The first couple months of my freshman year were a blur—a fast-paced, excitement-filled blur. Not only was I getting used to living in a different timezone than my family, but I was also adjusting to the intensity of college courses, balancing my time between volleyball and school work, and navigating the social scene on campus. Despite the small size of Naz, I was constantly trying to connect new names to unfamiliar faces, and thanks to volleyball games and practices, I often found myself pressed for time to study and finish homework assignments.
Though it was a little tough adjusting at first, slowly but surely, I started to get the hang of things. My hectic schedule became a comfortable pattern, little nooks and crannies on Naz’s campus became my favorite study spots, and people who were once strangers became my friends. Everything felt like it was falling into place.
Homesickness didn’t really catch up to me until November. In the beginning of the semester, I was distracted by the task of adjusting to the newness of everything to really miss home. But then volleyball season was suddenly over, and class registration and final exams were looming overhead. During this calm in the storm of new experiences, I had more time to overthink my decision to move so far away, and my excitement faded into anxiety and uncertainty.
Homesickness is more than just missing your family and wishing you could sleep in your own bed at night. It’s the ache you feel when you realize you’re not as comfortable as you were when you when you could navigate your environment with your eyes closed, surrounded by people who have known you for years. New challenges in an unfamiliar setting can make your confidence in yourself waver—even if you don’t choose a college that’s across the country. Most of my friends who only live thirty minutes away from Naz have admitted to feeling homesick. It’s not fun in the slightest, but it’s normal and completely beatable.

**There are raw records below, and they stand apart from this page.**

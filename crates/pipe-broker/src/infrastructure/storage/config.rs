//! TOML configuration file for the broker.
//!
//! Every field is optional.  A file only needs the settings it changes:
//!
//! ```toml
//! [network]
//! port = 51000
//! socket_dir = "/run/vanilla"
//!
//! [wifi]
//! interface = "wlan1"
//! backend = "nmcli"
//! scan_timeout_secs = 8
//! target_ssid_prefix = "WiiU"
//!
//! [broker]
//! receive_timeout_ms = 1000
//! log_level = "debug"
//! ```
//!
//! # Serde default values
//!
//! Fields annotated with `#[serde(default = "some_fn")]` use the return value
//! of `some_fn()` when the field is absent, so a partial (or empty) file
//! yields the same values as no file at all.

use std::path::{Path, PathBuf};
use std::time::Duration;

use pipe_core::domain::transport::DEFAULT_SOCKET_DIR;
use pipe_core::{TransportMode, CMD_SERVER_PORT};
use serde::{Deserialize, Serialize};
use thiserror::Error;

use crate::domain::config::{
    BrokerConfig, WifiBackendKind, DEFAULT_RECEIVE_TIMEOUT, DEFAULT_SCAN_TIMEOUT,
    DEFAULT_SSID_PREFIX,
};

/// Error type for configuration file operations.
#[derive(Debug, Error)]
pub enum ConfigError {
    /// The file could not be read.
    #[error("I/O error accessing config at {path}: {source}")]
    Io {
        path: PathBuf,
        #[source]
        source: std::io::Error,
    },

    /// The TOML content could not be parsed.
    #[error("failed to parse config TOML: {0}")]
    Parse(#[from] toml::de::Error),
}

// ── Config schema types ───────────────────────────────────────────────────────

/// Top-level layout of the configuration file.
#[derive(Debug, Clone, Default, Serialize, Deserialize, PartialEq)]
pub struct PipeConfigFile {
    #[serde(default)]
    pub network: NetworkSection,
    #[serde(default)]
    pub wifi: WifiSection,
    #[serde(default)]
    pub broker: BrokerSection,
}

/// Listener settings.
#[derive(Debug, Clone, Serialize, Deserialize, PartialEq)]
pub struct NetworkSection {
    #[serde(default = "default_port")]
    pub port: u16,
    #[serde(default = "default_socket_dir")]
    pub socket_dir: PathBuf,
}

/// Wi-Fi capability settings.
#[derive(Debug, Clone, Serialize, Deserialize, PartialEq)]
pub struct WifiSection {
    /// Wireless interface name; absent means "let the backend choose".
    #[serde(default, skip_serializing_if = "Option::is_none")]
    pub interface: Option<String>,
    #[serde(default)]
    pub backend: WifiBackendKind,
    #[serde(default = "default_scan_timeout_secs")]
    pub scan_timeout_secs: u64,
    #[serde(default = "default_ssid_prefix")]
    pub target_ssid_prefix: String,
}

/// Event loop and logging settings.
#[derive(Debug, Clone, Serialize, Deserialize, PartialEq)]
pub struct BrokerSection {
    #[serde(default = "default_receive_timeout_ms")]
    pub receive_timeout_ms: u64,
    /// `tracing` log level: `"error"`, `"warn"`, `"info"`, `"debug"`, `"trace"`.
    #[serde(default = "default_log_level")]
    pub log_level: String,
}

// ── Default helpers ───────────────────────────────────────────────────────────

fn default_port() -> u16 {
    CMD_SERVER_PORT
}
fn default_socket_dir() -> PathBuf {
    PathBuf::from(DEFAULT_SOCKET_DIR)
}
fn default_scan_timeout_secs() -> u64 {
    DEFAULT_SCAN_TIMEOUT.as_secs()
}
fn default_ssid_prefix() -> String {
    DEFAULT_SSID_PREFIX.to_string()
}
fn default_receive_timeout_ms() -> u64 {
    DEFAULT_RECEIVE_TIMEOUT.as_millis() as u64
}
fn default_log_level() -> String {
    "info".to_string()
}

impl Default for NetworkSection {
    fn default() -> Self {
        Self {
            port: default_port(),
            socket_dir: default_socket_dir(),
        }
    }
}

impl Default for WifiSection {
    fn default() -> Self {
        Self {
            interface: None,
            backend: WifiBackendKind::default(),
            scan_timeout_secs: default_scan_timeout_secs(),
            target_ssid_prefix: default_ssid_prefix(),
        }
    }
}

impl Default for BrokerSection {
    fn default() -> Self {
        Self {
            receive_timeout_ms: default_receive_timeout_ms(),
            log_level: default_log_level(),
        }
    }
}

impl PipeConfigFile {
    /// Parses a configuration document.
    ///
    /// # Errors
    ///
    /// Returns [`ConfigError::Parse`] if the TOML is malformed or a value has
    /// the wrong type.
    pub fn from_toml_str(content: &str) -> Result<Self, ConfigError> {
        Ok(toml::from_str(content)?)
    }

    /// Reads and parses the file at `path`.
    ///
    /// Unlike a settings store, a missing file is an error: the path was
    /// named explicitly.
    ///
    /// # Errors
    ///
    /// Returns [`ConfigError::Io`] if the file cannot be read and
    /// [`ConfigError::Parse`] if it is not valid.
    pub fn load(path: &Path) -> Result<Self, ConfigError> {
        let content = std::fs::read_to_string(path).map_err(|source| ConfigError::Io {
            path: path.to_path_buf(),
            source,
        })?;
        Self::from_toml_str(&content)
    }

    /// Converts the file's settings into a [`BrokerConfig`] for `mode`.
    pub fn into_broker_config(self, mode: TransportMode) -> BrokerConfig {
        BrokerConfig {
            mode,
            port: self.network.port,
            socket_dir: self.network.socket_dir,
            interface: self.wifi.interface,
            wifi_backend: self.wifi.backend,
            scan_timeout: Duration::from_secs(self.wifi.scan_timeout_secs),
            receive_timeout: Duration::from_millis(self.broker.receive_timeout_ms),
            target_ssid_prefix: self.wifi.target_ssid_prefix,
            log_level: self.broker.log_level,
        }
    }
}

// ── Tests ─────────────────────────────────────────────────────────────────────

First, make sure to stay in touch with people from home. Thankfully, we live in an era where technology makes communication over long distances easy. I FaceTime my family at least once a week. Sometimes, we’ll talk and update each other on what’s going on in our lives; they’ll chase down my dog to put her on camera, and I’ll joke about getting a pet fish for my dorm room. Other times, I’ll just stay on camera and “hang out” with them while my parents are cooking and my siblings do homework. I also text and Snapchat my friends pretty frequently, and even though we’re terrible at keeping streaks, it’s a nice way to catch up. Holding onto your loved ones from home is a good way to alleviate homesickness, but latching on too tightly may do more harm than good.
As nice as it is to stay connected to your roots, the only way you’re really going to get over your homesickness is by embracing the sunlight—even if it does seem overwhelmingly bright at first. You’ve got to make the unfamiliar familiar. Despite my horrendous sense of direction, I managed to cultivate a pretty good understanding of the area around the Naz campus. There’s so much in this area to enjoy and help take my mind off the things I’m missing back home. I found plenty of amazing restaurants, located the nearest mall and grocery store, and discovered some of the best places to take pictures, pet dogs, and get ice cream. Getting to know your surroundings will help you feel a lot less small and lost.
This tidbit of advice also applies to your campus life. Last year, I was lucky enough to have the women’s volleyball team to welcome me to Naz and make the transition into college smoother. The other freshman and I found our footing together while the upperclassmen helped guide us through our first semester. College is a lot better when you find your niche and get involved in school sponsored activities. Not only is this a great way to make new friends with similar interests and schedules, but it will also keep you busy and distract you’re feeling homesick. It doesn’t have to be a sport either, Naz has a wide variety of clubs and activities to choose from!
The most crucial thing to remember when it comes to fighting homesickness is that it’s going to take time. This isn’t something that’s going to go away overnight and it won’t be an easy battle. But keep in mind that you’re not alone. Though it may strike people at different times and show it in different ways, everyone goes through bouts of homesickness. You’ve already got the support from your loved ones at home, and if you take the risk of opening up to your new friends and mentors, you’ll find that they understand and are willing to help you overcome it.